Chroniques 2021 \ La carte postale d’Anne Berest

Plus qu’un livre riche et profondément humain, un récit nécessaire : “La carte postale” d’Anne Berest, paru ce 18 août aux éditions Grasset.

Le pitch : “Parmi le courrier, très ordinaire en ce début de mois de janvier, elle était là. La carte postale. Glissée entre les enveloppes, l’air de rien, comme si elle s’était cachée pour passer inaperçue.
Ce qui a tout de suite intrigué ma mère, c’était l’écriture : étrange, maladroite, une écriture qu’elle n’avait jamais vue auparavant. Puis elle a lu les quatre prénoms écrits les uns en dessous des autres, sous forme de liste.
Ephraïm
Emma
Noémie
Jacques
Ces quatre prénoms, c’étaient ceux de ses grands-parents maternels, de sa tante et de son oncle. Tous les quatre avaient été déportés deux ans avant sa naissance. Ils étaient morts à Auschwitz en 1942. Et ils ressurgissaient dans notre boîte aux lettres soixante et un ans plus tard. Ce lundi 6 janvier 2003.
[…]
A la fin du déjeuner, mes parents ont rangé la carte postale dans un tiroir et nous n’an avons plus jamais reparlé. J’avais 24 ans et la tête occupée par une vie à vivre et d’autres histoires à écrire. J’ai effacé de ma mémoire le souvenir de la carte postale, sans pour autant abandonner l’idée qu’il me faudrait, un jour, interroger ma mère sur l’histoire de notre famille. Mais les années filaient et je ne prenais jamais le temps de le faire.
Jusqu’à ce que, dix ans plus tard, je sois sur le point d’accoucher.”
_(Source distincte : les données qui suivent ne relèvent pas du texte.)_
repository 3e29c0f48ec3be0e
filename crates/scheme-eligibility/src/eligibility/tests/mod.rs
mod common;
mod evaluation;
use crate::config::ConfigError;
use crate::eligibility::EligibilityError;
use crate::seed::SeedError;
use crate::telemetry::TelemetryError;
use axum::http::StatusCode;
use axum::response::{IntoResponse, Response};
use axum::Json;
use serde_json::json;
use std::fmt;

#[derive(Debug)]
pub enum AppError {
    Config(ConfigError),
    Telemetry(TelemetryError),
    Io(std::io::Error),
    Seed(SeedError),
    Eligibility(EligibilityError),
}

impl fmt::Display for AppError {
    fn fmt(&self, f: &mut fmt::Formatter<'_>) -> fmt::Result {
        match self {
            AppError::Config(err) => write!(f, "configuration error: {}", err),
            AppError::Telemetry(err) => write!(f, "telemetry error: {}", err),
            AppError::Io(err) => write!(f, "io error: {}", err),
            AppError::Seed(err) => write!(f, "seed error: {}", err),
            AppError::Eligibility(err) => write!(f, "eligibility error: {}", err),
        }
    }
}

impl std::error::Error for AppError {
    fn source(&self) -> Option<&(dyn std::error::Error + 'static)> {
        match self {
            AppError::Config(err) => Some(err),
            AppError::Telemetry(err) => Some(err),
            AppError::Io(err) => Some(err),
            AppError::Seed(err) => Some(err),
            AppError::Eligibility(err) => Some(err),
        }
    }
}

impl IntoResponse for AppError {
    fn into_response(self) -> Response {
        let status = match self {
            AppError::Seed(_) => StatusCode::BAD_REQUEST,
            AppError::Eligibility(
                EligibilityError::ApplicantNotFound(_) | EligibilityError::SchemeNotFound(_),
            ) => StatusCode::NOT_FOUND,
            AppError::Eligibility(EligibilityError::StoreUnavailable(_)) => {
                StatusCode::INTERNAL_SERVER_ERROR
            }
            AppError::Config(_) | AppError::Telemetry(_) | AppError::Io(_) => {
                StatusCode::INTERNAL_SERVER_ERROR
            }
        };

        let body = Json(json!({ "error": self.to_string() }));
        (status, body).into_response()
    }
}

impl From<ConfigError> for AppError {
    fn from(value: ConfigError) -> Self {
        Self::Config(value)
    }
}

impl From<TelemetryError> for AppError {
    fn from(value: TelemetryError) -> Self {
        Self::Telemetry(value)
    }
}

impl From<std::io::Error> for AppError {
    fn from(value: std::io::Error) -> Self {
        Self::Io(value)
    }
}

impl From<SeedError> for AppError {
    fn from(value: SeedError) -> Self {
        Self::Seed(value)
    }
}

impl From<EligibilityError> for AppError {
    fn from(value: EligibilityError) -> Self {
        Self::Eligibility(value)
    }
}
Bien avant d’en connaître le résumé, c’est l’apparente simplicité de la couverture qui a attirée mon attention sur ce livre. La simplicité de son titre aussi… “La carte postale” et le dos de celle-ci avec son vieux timbre estampillé du cachet de la poste. Bien avant d’en connaître le résumé, j’étais déjà touchée par ce récit qui, je le savais, s’annonçait être une histoire vraie. Mais plus que sa véracité, c’est sa nécessité qu’il faut retenir ici.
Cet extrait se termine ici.